Exercise:
Whenever a line of the entries below holds the string "impl", copy that line and return it.

Data to process:
⟨
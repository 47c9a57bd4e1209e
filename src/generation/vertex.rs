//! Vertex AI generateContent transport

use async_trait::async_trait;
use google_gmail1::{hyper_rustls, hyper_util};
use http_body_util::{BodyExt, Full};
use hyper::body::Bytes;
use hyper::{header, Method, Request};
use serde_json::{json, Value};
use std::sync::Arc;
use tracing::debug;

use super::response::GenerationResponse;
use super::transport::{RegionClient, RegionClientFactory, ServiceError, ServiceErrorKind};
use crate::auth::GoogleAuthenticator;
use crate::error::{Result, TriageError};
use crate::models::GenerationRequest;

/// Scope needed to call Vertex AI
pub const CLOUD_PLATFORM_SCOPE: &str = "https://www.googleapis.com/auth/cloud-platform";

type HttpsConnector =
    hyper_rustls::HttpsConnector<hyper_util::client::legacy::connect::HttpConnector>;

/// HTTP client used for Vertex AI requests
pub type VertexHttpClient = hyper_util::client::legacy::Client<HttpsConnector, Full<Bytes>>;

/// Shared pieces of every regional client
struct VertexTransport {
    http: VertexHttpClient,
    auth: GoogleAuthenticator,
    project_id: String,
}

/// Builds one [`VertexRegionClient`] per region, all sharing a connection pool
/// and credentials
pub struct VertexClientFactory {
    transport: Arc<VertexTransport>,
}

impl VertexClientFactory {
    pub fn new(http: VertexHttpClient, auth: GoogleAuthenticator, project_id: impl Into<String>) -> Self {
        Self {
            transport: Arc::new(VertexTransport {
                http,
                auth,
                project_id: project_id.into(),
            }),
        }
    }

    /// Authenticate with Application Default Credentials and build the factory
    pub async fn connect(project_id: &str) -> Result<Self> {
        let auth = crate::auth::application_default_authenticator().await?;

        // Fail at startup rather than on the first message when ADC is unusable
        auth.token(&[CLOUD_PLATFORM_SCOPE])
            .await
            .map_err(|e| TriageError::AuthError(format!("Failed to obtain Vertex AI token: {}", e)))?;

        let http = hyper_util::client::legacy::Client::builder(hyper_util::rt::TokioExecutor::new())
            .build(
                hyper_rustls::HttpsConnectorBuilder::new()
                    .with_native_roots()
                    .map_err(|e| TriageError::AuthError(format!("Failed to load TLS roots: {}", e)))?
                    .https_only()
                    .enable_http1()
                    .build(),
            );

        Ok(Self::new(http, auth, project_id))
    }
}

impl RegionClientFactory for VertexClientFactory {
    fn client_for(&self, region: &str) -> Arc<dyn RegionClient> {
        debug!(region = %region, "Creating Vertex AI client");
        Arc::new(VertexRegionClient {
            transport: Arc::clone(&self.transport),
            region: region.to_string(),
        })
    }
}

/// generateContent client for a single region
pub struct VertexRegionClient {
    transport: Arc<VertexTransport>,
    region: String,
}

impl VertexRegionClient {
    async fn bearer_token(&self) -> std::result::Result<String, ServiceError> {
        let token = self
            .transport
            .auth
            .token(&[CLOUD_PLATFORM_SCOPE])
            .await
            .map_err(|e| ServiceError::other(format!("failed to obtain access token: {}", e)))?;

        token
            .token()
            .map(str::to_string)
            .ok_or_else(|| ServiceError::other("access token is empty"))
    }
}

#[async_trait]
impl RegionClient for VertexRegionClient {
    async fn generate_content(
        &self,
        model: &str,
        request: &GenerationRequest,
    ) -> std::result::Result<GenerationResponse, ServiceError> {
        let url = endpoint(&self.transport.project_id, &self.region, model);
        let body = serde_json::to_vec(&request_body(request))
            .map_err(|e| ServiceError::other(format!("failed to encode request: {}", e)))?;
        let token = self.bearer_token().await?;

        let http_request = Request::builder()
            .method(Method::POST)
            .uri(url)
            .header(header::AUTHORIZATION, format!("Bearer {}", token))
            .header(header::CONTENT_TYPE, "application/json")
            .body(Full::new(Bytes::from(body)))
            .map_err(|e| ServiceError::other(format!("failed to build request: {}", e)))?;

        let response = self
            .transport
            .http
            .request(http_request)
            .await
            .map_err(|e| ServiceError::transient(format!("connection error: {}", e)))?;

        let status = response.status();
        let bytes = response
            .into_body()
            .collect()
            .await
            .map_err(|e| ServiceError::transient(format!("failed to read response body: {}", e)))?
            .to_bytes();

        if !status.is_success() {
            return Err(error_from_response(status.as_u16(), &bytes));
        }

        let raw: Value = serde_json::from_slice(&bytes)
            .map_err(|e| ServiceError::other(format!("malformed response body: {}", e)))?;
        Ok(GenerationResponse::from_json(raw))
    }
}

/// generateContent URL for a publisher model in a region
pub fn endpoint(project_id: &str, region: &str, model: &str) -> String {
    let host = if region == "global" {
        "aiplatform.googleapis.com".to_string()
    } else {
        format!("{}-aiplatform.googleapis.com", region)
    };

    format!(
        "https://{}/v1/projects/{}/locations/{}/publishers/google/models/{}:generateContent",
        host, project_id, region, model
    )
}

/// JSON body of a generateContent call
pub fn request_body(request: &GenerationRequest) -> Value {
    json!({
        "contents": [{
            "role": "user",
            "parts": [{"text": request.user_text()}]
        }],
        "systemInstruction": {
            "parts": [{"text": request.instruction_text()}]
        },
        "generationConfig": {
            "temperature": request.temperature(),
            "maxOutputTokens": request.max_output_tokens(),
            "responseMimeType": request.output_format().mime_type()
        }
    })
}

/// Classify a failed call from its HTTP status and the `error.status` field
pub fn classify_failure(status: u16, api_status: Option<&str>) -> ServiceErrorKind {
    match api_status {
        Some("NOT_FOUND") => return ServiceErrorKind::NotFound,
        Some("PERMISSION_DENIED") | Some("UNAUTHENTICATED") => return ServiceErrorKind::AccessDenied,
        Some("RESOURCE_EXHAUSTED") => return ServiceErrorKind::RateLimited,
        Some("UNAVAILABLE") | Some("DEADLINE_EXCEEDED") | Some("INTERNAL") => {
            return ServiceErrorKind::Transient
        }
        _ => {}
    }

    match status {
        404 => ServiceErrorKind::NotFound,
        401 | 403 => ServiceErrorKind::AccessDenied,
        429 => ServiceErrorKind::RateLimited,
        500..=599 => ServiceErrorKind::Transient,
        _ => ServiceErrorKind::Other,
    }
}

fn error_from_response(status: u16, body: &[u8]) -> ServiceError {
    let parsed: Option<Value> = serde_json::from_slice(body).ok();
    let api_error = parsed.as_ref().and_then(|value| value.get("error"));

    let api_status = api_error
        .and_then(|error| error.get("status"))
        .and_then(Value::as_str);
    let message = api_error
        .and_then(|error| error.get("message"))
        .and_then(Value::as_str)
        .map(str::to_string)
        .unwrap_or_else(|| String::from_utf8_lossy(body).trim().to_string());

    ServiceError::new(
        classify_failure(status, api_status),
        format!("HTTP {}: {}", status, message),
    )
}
⟩
Reply:
impl VertexClientFactory {
    pub fn new(http: VertexHttpClient, auth: GoogleAuthenticator, project_id: impl Into<String>) -> Self {
impl RegionClientFactory for VertexClientFactory {
impl VertexRegionClient {
impl RegionClient for VertexRegionClient {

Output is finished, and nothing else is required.